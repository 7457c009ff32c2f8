use async_trait::async_trait;
use shared::error::AppResult;

use crate::model::employee::event::{CreateEmployee, UpdateEmployee};
use crate::model::employee::Employee;
use crate::model::id::EmployeeId;

#[async_trait]
pub trait EmployeeRepository: Send + Sync {
    async fn create(&self, event: CreateEmployee) -> AppResult<Employee>;
    async fn find_all(&self) -> AppResult<Vec<Employee>>;
    async fn find_by_id(&self, employee_id: EmployeeId) -> AppResult<Option<Employee>>;
    async fn update(&self, event: UpdateEmployee) -> AppResult<Employee>;
    // Refuses to delete an employee who is actively housed.
    async fn delete(&self, employee_id: EmployeeId) -> AppResult<()>;
}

-=-=-=-=-

Could you say how many lines in the data above contain "UpdateEmployee"? Reply with the number alone.

2